** Opening SUPPLIED INFORMATION block **

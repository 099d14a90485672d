use glob::glob;
use log::{debug, info, warn};
use rayon::prelude::*;
use std::collections::{BTreeMap, BTreeSet, HashMap};
use std::fs;
use std::path::{Path, PathBuf};

use crate::coco::{
    annotations_to_coco, coco_to_annotations, group_by_supercategory, read_coco_file, record_class, CocoFile,
};
use crate::config::{Args, LabelFormat, SanitizeConfig};
use crate::error::SanitizeError;
use crate::formats::{format_label_text, parse_class_id, parse_label_text, TextFormat};
use crate::pipeline::{sanitize_dataset, SanitizeReport};
use crate::types::{BoundingBox, Dataset, ImageAnnotation};
use crate::utils::{create_progress_bar, is_image_file, write_atomic};

/// Locations of one split on disk.
#[derive(Debug, Clone, PartialEq)]
pub struct SplitPaths {
    pub name: String,
    pub images_dir: PathBuf,
    /// Label directory for the text formats.
    pub labels_dir: Option<PathBuf>,
    /// Annotation JSON for the COCO format.
    pub annotations_file: Option<PathBuf>,
}

/// A split read into memory, plus the file paths behind each id.
#[derive(Debug)]
pub struct LoadedSplit {
    pub dataset: Dataset,
    pub image_files: HashMap<String, Vec<PathBuf>>,
    pub label_files: HashMap<String, PathBuf>,
    /// Raw lines of each label file, so retained boxes are written back as read.
    pub source_lines: HashMap<String, Vec<String>>,
    /// Ids whose boxes changed class at load time.
    pub relabelled: BTreeSet<String>,
    pub coco: Option<CocoFile>,
    /// COCO records pointing at no listed image.
    pub dangling_records: usize,
    /// The COCO category list was replaced by supercategory groups.
    pub categories_regrouped: bool,
}

fn require_dir(path: PathBuf) -> Result<PathBuf, SanitizeError> {
    if path.is_dir() {
        Ok(path)
    } else {
        Err(SanitizeError::MissingDirectory { path })
    }
}

fn require_file(path: PathBuf) -> Result<PathBuf, SanitizeError> {
    if path.is_file() {
        Ok(path)
    } else {
        Err(SanitizeError::MissingDirectory { path })
    }
}

/// Resolve and check every requested split before any of them is touched.
pub fn resolve_splits(args: &Args) -> Result<Vec<SplitPaths>, SanitizeError> {
    let root = require_dir(PathBuf::from(&args.directory))?;
    let split_roots: Vec<(String, PathBuf)> = if args.splits.is_empty() {
        vec![(args.directory.clone(), root.clone())]
    } else {
        args.splits
            .iter()
            .map(|name| (name.clone(), root.join(name)))
            .collect()
    };

    split_roots
        .into_iter()
        .map(|(name, split_root)| {
            let split_root = require_dir(split_root)?;
            let images_dir = require_dir(split_root.join("images"))?;
            let (labels_dir, annotations_file) = match args.format {
                LabelFormat::Coco => (
                    None,
                    Some(require_file(split_root.join(&args.annotations_file))?),
                ),
                LabelFormat::Corner | LabelFormat::Yolo => {
                    (Some(require_dir(split_root.join("labels"))?), None)
                }
            };
            Ok(SplitPaths {
                name,
                images_dir,
                labels_dir,
                annotations_file,
            })
        })
        .collect()
}

fn text_format(format: LabelFormat) -> Option<TextFormat> {
    match format {
        LabelFormat::Corner => Some(TextFormat::Corner),
        LabelFormat::Yolo => Some(TextFormat::Yolo),
        LabelFormat::Coco => None,
    }
}

fn glob_paths(pattern: &Path) -> Result<Vec<PathBuf>, SanitizeError> {
    let pattern_str = pattern.to_string_lossy();
    let entries = glob(&pattern_str).map_err(|e| {
        SanitizeError::io(
            pattern,
            std::io::Error::new(std::io::ErrorKind::InvalidInput, e),
        )
    })?;
    Ok(entries.filter_map(|entry| entry.ok()).collect())
}

fn file_stem(path: &Path) -> Option<String> {
    path.file_stem()
        .and_then(|stem| stem.to_str())
        .map(str::to_string)
}

/// List the images of a split keyed by id.
///
/// Text formats pair `images/<stem>.<ext>` with `labels/<stem>.txt`, so the
/// id is the file stem. COCO refers to images by path, so the id is the path
/// relative to `images/`.
pub fn list_images(images_dir: &Path, format: LabelFormat) -> Result<HashMap<String, Vec<PathBuf>>, SanitizeError> {
    let pattern = match format {
        LabelFormat::Coco => images_dir.join("**").join("*"),
        LabelFormat::Corner | LabelFormat::Yolo => images_dir.join("*"),
    };

    let mut images: HashMap<String, Vec<PathBuf>> = HashMap::new();
    for path in glob_paths(&pattern)?
        .into_iter()
        .filter(|p| p.is_file() && is_image_file(p))
    {
        let id = match format {
            LabelFormat::Coco => path
                .strip_prefix(images_dir)
                .ok()
                .map(|rel| rel.to_string_lossy().replace('\\', "/")),
            LabelFormat::Corner | LabelFormat::Yolo => file_stem(&path),
        };
        if let Some(id) = id {
            images.entry(id).or_default().push(path);
        }
    }

    for (id, paths) in &images {
        if paths.len() > 1 {
            warn!("{} image files share the id {}: {:?}", paths.len(), id, paths);
        }
    }
    Ok(images)
}

struct TextLabel {
    annotation: ImageAnnotation,
    path: PathBuf,
    lines: Vec<String>,
    relabelled: bool,
}

fn source_class(bbox: &BoundingBox, lines: &[String]) -> Option<u32> {
    let line = lines.get(bbox.origin?)?;
    parse_class_id(line.split_whitespace().next()?)
}

fn load_text_labels(
    labels_dir: &Path,
    format: TextFormat,
    args: &Args,
    split_name: &str,
) -> Result<Vec<TextLabel>, SanitizeError> {
    let label_paths = glob_paths(&labels_dir.join("*.txt"))?;
    let (width, height) = format.canvas(args.img_width, args.img_height);
    let class_map = args.class_map();

    let pb = create_progress_bar(label_paths.len() as u64, &format!("{} labels", split_name));
    let labels = label_paths
        .par_iter()
        .filter_map(|path| file_stem(path).map(|id| (id, path)))
        .map(|(id, path)| {
            let bytes = fs::read(path).map_err(|e| SanitizeError::io(path, e))?;
            let text = String::from_utf8_lossy(&bytes);
            let annotation = parse_label_text(&id, &text, format, width, height, &class_map);
            for malformed in &annotation.malformed {
                debug!("{}: {}", path.display(), malformed);
            }
            let lines: Vec<String> = text.lines().map(str::to_string).collect();
            let relabelled = annotation
                .boxes
                .iter()
                .any(|bbox| source_class(bbox, &lines) != Some(bbox.class_id));
            pb.inc(1);
            Ok::<_, SanitizeError>(TextLabel {
                annotation,
                path: path.clone(),
                lines,
                relabelled,
            })
        })
        .collect::<Result<Vec<_>, SanitizeError>>()?;
    pb.finish_and_clear();
    Ok(labels)
}

/// Class mapping for a COCO split: the user mapping, applied after
/// supercategory grouping when that is requested.
fn coco_class_map(coco: &mut CocoFile, args: &Args) -> (HashMap<u32, u32>, bool) {
    let user_map = args.class_map();
    if !args.group_by_supercategory {
        return (user_map, false);
    }

    let (grouping, groups) = group_by_supercategory(&coco.categories);
    let mut class_map = user_map.clone();
    for (category_id, group_id) in grouping {
        class_map.insert(category_id, user_map.get(&group_id).copied().unwrap_or(group_id));
    }
    let regrouped = coco.categories != groups;
    if regrouped {
        info!(
            "Grouped {} categories into {} supercategories",
            coco.categories.len(),
            groups.len()
        );
        coco.categories = groups;
    }
    (class_map, regrouped)
}

/// Read one split into an in-memory dataset.
pub fn load_split(split: &SplitPaths, args: &Args) -> Result<LoadedSplit, SanitizeError> {
    let image_files = list_images(&split.images_dir, args.format)?;
    let mut dataset = Dataset::new();
    for id in image_files.keys() {
        dataset.insert_image(id.clone());
    }

    let mut loaded = LoadedSplit {
        dataset,
        image_files,
        label_files: HashMap::new(),
        source_lines: HashMap::new(),
        relabelled: BTreeSet::new(),
        coco: None,
        dangling_records: 0,
        categories_regrouped: false,
    };

    match (text_format(args.format), &split.labels_dir, &split.annotations_file) {
        (Some(format), Some(labels_dir), _) => {
            for label in load_text_labels(labels_dir, format, args, &split.name)? {
                let id = label.annotation.image_id.clone();
                if label.relabelled {
                    loaded.relabelled.insert(id.clone());
                }
                loaded.label_files.insert(id.clone(), label.path);
                loaded.source_lines.insert(id, label.lines);
                loaded.dataset.insert_annotation(label.annotation);
            }
        }
        (None, _, Some(annotations_file)) => {
            let mut coco = read_coco_file(annotations_file)?;
            let (class_map, regrouped) = coco_class_map(&mut coco, args);
            let parsed = coco_to_annotations(&coco, &class_map);
            for annotation in parsed.annotations {
                let relabelled = annotation.boxes.iter().any(|bbox| {
                    bbox.origin
                        .and_then(|i| coco.annotations.get(i))
                        .and_then(record_class)
                        != Some(bbox.class_id)
                });
                if relabelled {
                    loaded.relabelled.insert(annotation.image_id.clone());
                }
                loaded.dataset.insert_annotation(annotation);
            }
            if parsed.dangling_records > 0 {
                warn!(
                    "[{}] {} annotations reference no listed image and will be dropped",
                    split.name, parsed.dangling_records
                );
            }
            loaded.dangling_records = parsed.dangling_records;
            loaded.categories_regrouped = regrouped;
            loaded.coco = Some(coco);
        }
        _ => {
            let path = split.labels_dir.clone().unwrap_or_else(|| split.images_dir.clone());
            return Err(SanitizeError::MissingDirectory { path });
        }
    }

    info!(
        "[{}] Loaded {} images and {} label files ({} boxes)",
        split.name,
        loaded.dataset.image_ids.len(),
        loaded.dataset.annotations.len(),
        loaded.dataset.total_boxes()
    );

    Ok(loaded)
}

fn remove_files<'a>(paths: impl IntoIterator<Item = &'a PathBuf>) -> Result<usize, SanitizeError> {
    let mut removed = 0;
    for path in paths {
        fs::remove_file(path).map_err(|e| SanitizeError::io(path, e))?;
        removed += 1;
    }
    Ok(removed)
}

/// Apply a sanitization result to disk.
///
/// Changed label files are rewritten atomically; unchanged ones are left
/// byte-for-byte alone. Orphaned files are deleted only once every write
/// has succeeded, so a failed write leaves the split as it was.
pub fn commit_split(
    split: &SplitPaths,
    loaded: LoadedSplit,
    original: &BTreeMap<String, ImageAnnotation>,
    report: &SanitizeReport,
    format: LabelFormat,
) -> Result<(), SanitizeError> {
    let LoadedSplit {
        image_files,
        label_files,
        source_lines,
        relabelled,
        coco,
        categories_regrouped,
        ..
    } = loaded;
    let consistency = &report.consistency;

    let mut labels_removed = 0;
    match (text_format(format), coco, &split.annotations_file) {
        (Some(line_format), _, _) => {
            let changed: Vec<(&PathBuf, &ImageAnnotation, &[String])> = report
                .dataset
                .annotations
                .iter()
                .filter(|(id, annotation)| original.get(*id) != Some(*annotation) || relabelled.contains(*id))
                .filter_map(|(id, annotation)| {
                    let lines = source_lines.get(id).map(Vec::as_slice).unwrap_or(&[]);
                    label_files.get(id).map(|path| (path, annotation, lines))
                })
                .collect();

            let pb = create_progress_bar(changed.len() as u64, &format!("{} write", split.name));
            changed.par_iter().try_for_each(|(path, annotation, lines)| {
                write_atomic(path, format_label_text(annotation, line_format, lines).as_bytes())
                    .map_err(|e| SanitizeError::io(*path, e))?;
                pb.inc(1);
                Ok::<(), SanitizeError>(())
            })?;
            pb.finish_and_clear();

            let dropped_labels = consistency
                .orphan_labels
                .iter()
                .chain(&consistency.empty_images)
                .filter_map(|id| label_files.get(id));
            labels_removed = remove_files(dropped_labels)?;

            info!("[{}] Rewrote {} label files", split.name, changed.len());
        }
        (None, Some(coco), Some(annotations_file)) => {
            if report.counters.is_zero() && relabelled.is_empty() && !categories_regrouped {
                info!("[{}] Nothing to change in {}", split.name, annotations_file.display());
            } else {
                let rebuilt = annotations_to_coco(coco, &report.dataset);
                let json = serde_json::to_vec(&rebuilt).map_err(|source| SanitizeError::Json {
                    path: annotations_file.clone(),
                    source,
                })?;
                write_atomic(annotations_file, &json).map_err(|e| SanitizeError::io(annotations_file, e))?;
                info!(
                    "[{}] Wrote {} ({} images, {} annotations)",
                    split.name,
                    annotations_file.display(),
                    rebuilt.images.len(),
                    rebuilt.annotations.len()
                );
            }
        }
        _ => {}
    }

    let dropped_images = consistency
        .orphan_images
        .iter()
        .chain(&consistency.empty_images)
        .filter_map(|id| image_files.get(id))
        .flatten();
    let images_removed = remove_files(dropped_images)?;

    info!(
        "[{}] Deleted {} label files and {} images",
        split.name, labels_removed, images_removed
    );
    Ok(())
}

/// Load, sanitize and, unless `args.dry_run` is set, commit one split.
pub fn sanitize_split(
    split: &SplitPaths,
    args: &Args,
    config: &SanitizeConfig,
) -> Result<SanitizeReport, SanitizeError> {
    let mut loaded = load_split(split, args)?;
    let original = loaded.dataset.annotations.clone();
    let mut report = sanitize_dataset(std::mem::take(&mut loaded.dataset), config)?;
    report.counters.orphan_labels_removed += loaded.dangling_records;

    if args.dry_run {
        info!("[{}] Dry run, leaving files untouched", split.name);
    } else {
        commit_split(split, loaded, &original, &report, args.format)?;
    }
    Ok(report)
}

** Closing SUPPLIED INFORMATION block **

■ WORK TO BE COMPLETED
Lines that hold the word "counters" are the ones to copy from the entries above.

■ SOLUTION TO THIS PROBLEM
            if report.counters.is_zero() && relabelled.is_empty() && !categories_regrouped {
    report.counters.orphan_labels_removed += loaded.dangling_records;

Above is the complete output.